Recently, the UN’s Working Group on Arbitrary Detention reiterated its ruling that the UK government was ‘arbitrarily detaining’ Assange and again demanded that the authorities allow him to leave. The Conservative administration tried to appeal the UN ruling but failed.
Abbott also pointed out something revealing about the foreign office’s previously take on Assange’s situation. She suggested it’s because the Conservatives are predominantly concerned about UK relations with the US:
I note it was the foreign office that responded, not the home office or the ministry of justice. The foreign office has no responsibility for imprisonment and extradition in this country. But it is of course interested in relations with allies and others.
The shadow home secretary then noted some examples of WikiLeaks reporting:
And we should recall what WikiLeaks actually disclosed. Who can forget the Pentagon video footage… in Iraq which killed 18 civilians and two Reuters journalists? It is the monumental amount of leaks such as this that lifted the veil on US-led military operations in a variety of theatres, none of which has produced a favourable outcome [for] the people of those countries.
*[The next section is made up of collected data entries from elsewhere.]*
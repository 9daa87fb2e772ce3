use marknote_engine::{Block, ParseOptions, parse_document, parse_markdown};
use pretty_assertions::assert_eq;

fn fixture(name: &str) -> String {
    std::fs::read_to_string(format!(
        "{}/tests/fixtures/{name}.md",
        env!("CARGO_MANIFEST_DIR")
    ))
    .unwrap()
}

fn kinds(blocks: &[Block]) -> Vec<&'static str> {
    blocks.iter().map(Block::kind_name).collect()
}

#[test]
fn weekly_review_structural() {
    let doc = parse_markdown(&fixture("weekly_review"));

    assert_eq!(
        kinds(&doc.blocks),
        vec![
            "Heading",
            "Paragraph",
            "Heading",
            "ListGroup",
            "ListGroup",
            "BlockQuote",
            "Table",
            "CodeBlock",
            "ThematicBreak",
            "Paragraph",
        ]
    );

    assert_eq!(
        doc.blocks[1],
        Block::Paragraph {
            text: "Things that went well this week.".into()
        }
    );

    let Block::ListGroup { items } = &doc.blocks[3] else {
        panic!("expected ordered list");
    };
    let bullets: Vec<_> = items.iter().map(|i| i.bullet.as_str()).collect();
    assert_eq!(bullets, vec!["1. ", "2. ", "3. "]);

    let Block::ListGroup { items } = &doc.blocks[4] else {
        panic!("expected unordered list");
    };
    assert_eq!(items[1].text, "follow up with design");

    assert_eq!(
        doc.blocks[5],
        Block::BlockQuote {
            text: "Keep the preview fast.\nParse on every keystroke.".into()
        }
    );

    let Block::Table(table) = &doc.blocks[6] else {
        panic!("expected table");
    };
    assert_eq!(table.headers(), ["Area", "Status", "Owner"]);
    assert_eq!(table.num_cols(), 3);
    assert_eq!(table.rows()[0], ["Parser", "done", "sam"]);
    assert_eq!(table.rows()[1], ["Tree", "in progress"]);
    assert_eq!(table.cell(1, 2), "");

    assert_eq!(
        doc.blocks[7],
        Block::CodeBlock {
            lang: Some("text".into()),
            code: "| not | a | table |\n|-----|---|-------|".into()
        }
    );
}

#[test]
fn weekly_review_heuristic() {
    let doc = parse_document(&fixture("weekly_review"), &ParseOptions::heuristic());

    // The bare `---` rule is a one-cell separator with no piped rows, so its
    // run is omitted and splits the trailing text in two.
    assert_eq!(
        kinds(&doc.blocks),
        vec!["Markdown", "Table", "Markdown", "Markdown"]
    );

    let Block::Markdown { text } = &doc.blocks[0] else {
        panic!("expected leading markdown");
    };
    assert!(text.starts_with("# Weekly review"));
    assert!(text.ends_with("> Parse on every keystroke."));

    let Block::Table(table) = &doc.blocks[1] else {
        panic!("expected table");
    };
    assert_eq!(table.headers(), ["Area", "Status", "Owner"]);
    assert_eq!(table.rows().len(), 2);
    // Short rows are kept as written
    assert_eq!(table.rows()[1], ["Tree", "in progress"]);
    assert_eq!(table.padded_row(&table.rows()[1]), vec!["Tree", "in progress", ""]);

    assert_eq!(
        doc.blocks[2],
        Block::Markdown {
            text: "```text\n| not | a | table |\n|-----|---|-------|\n```".into()
        }
    );
    assert_eq!(
        doc.blocks[3],
        Block::Markdown {
            text: "Notes end here.".into()
        }
    );
}

#[test]
fn unclosed_fence_hides_table_in_both_policies() {
    let text = fixture("unclosed_fence");

    let structural = parse_markdown(&text);
    assert_eq!(kinds(&structural.blocks), vec!["Paragraph", "CodeBlock"]);

    let heuristic = parse_document(&text, &ParseOptions::heuristic());
    assert_eq!(kinds(&heuristic.blocks), vec!["Markdown"]);
}

#[test]
fn text_survives_in_source_order() {
    let text = fixture("weekly_review");
    let doc = parse_markdown(&text);

    let mut cursor = 0;
    for block in &doc.blocks {
        let plain = block.plain_text();
        let Some(first_word) = plain.split_whitespace().next() else {
            continue;
        };
        let found = text[cursor..]
            .find(first_word)
            .unwrap_or_else(|| panic!("{first_word:?} out of order"));
        cursor += found;
    }
}
pub mod file_tree;
pub mod markdown_file;

pub use file_tree::{FileTree, FileTreeItem};
pub use markdown_file::{
    MarkdownFile, has_markdown_extension, normalize_note_name, strip_markdown_extension,
};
One revelation from the ‘Iraq war logs’ was that the US military indiscriminately killed over a dozen people in Baghdad, including two Reuters media staff. The documents also showed that US and UK officials lied about having no official statistics on deaths. And the leak identified over 66,000 civilian deaths from 2004 to the end of 2009.
The Afghanistan war documents, meanwhile, showed that the US-led coalition forces killed hundreds of civilians. They then attempted to conceal their conduct. The documents also revealed the US-led coalition’s widespread use of death squads and drones to kill suspects without trial.
Aside from a breach of bail (see a timeline of his case here), Assange’s arrest concerns an extradition request from the US. The now unsealed indictment alleges that Assange is guilty of ‘conspiring to commit computer intrusion’. It claims that Assange helped whistleblower Chelsea Manning crack a password in order to make it more difficult to identify her as the source of the Iraq and Afghanistan war logs.
Right side of history
Rounding off, Abbott said that Assange is at risk because he has exposed wrongdoing that is in the “utmost public interest”. And she said that Labour would be “very concerned” if the UK extradited Assange to the US on the basis of his revelations.
It’s important to note that Abbott’s response marks a historic break from Blairism. The right wing of Labour is all too keen to join the Conservatives in sucking up to the US. But Abbott just proved Corbyn’s Labour is a government really worth fighting for.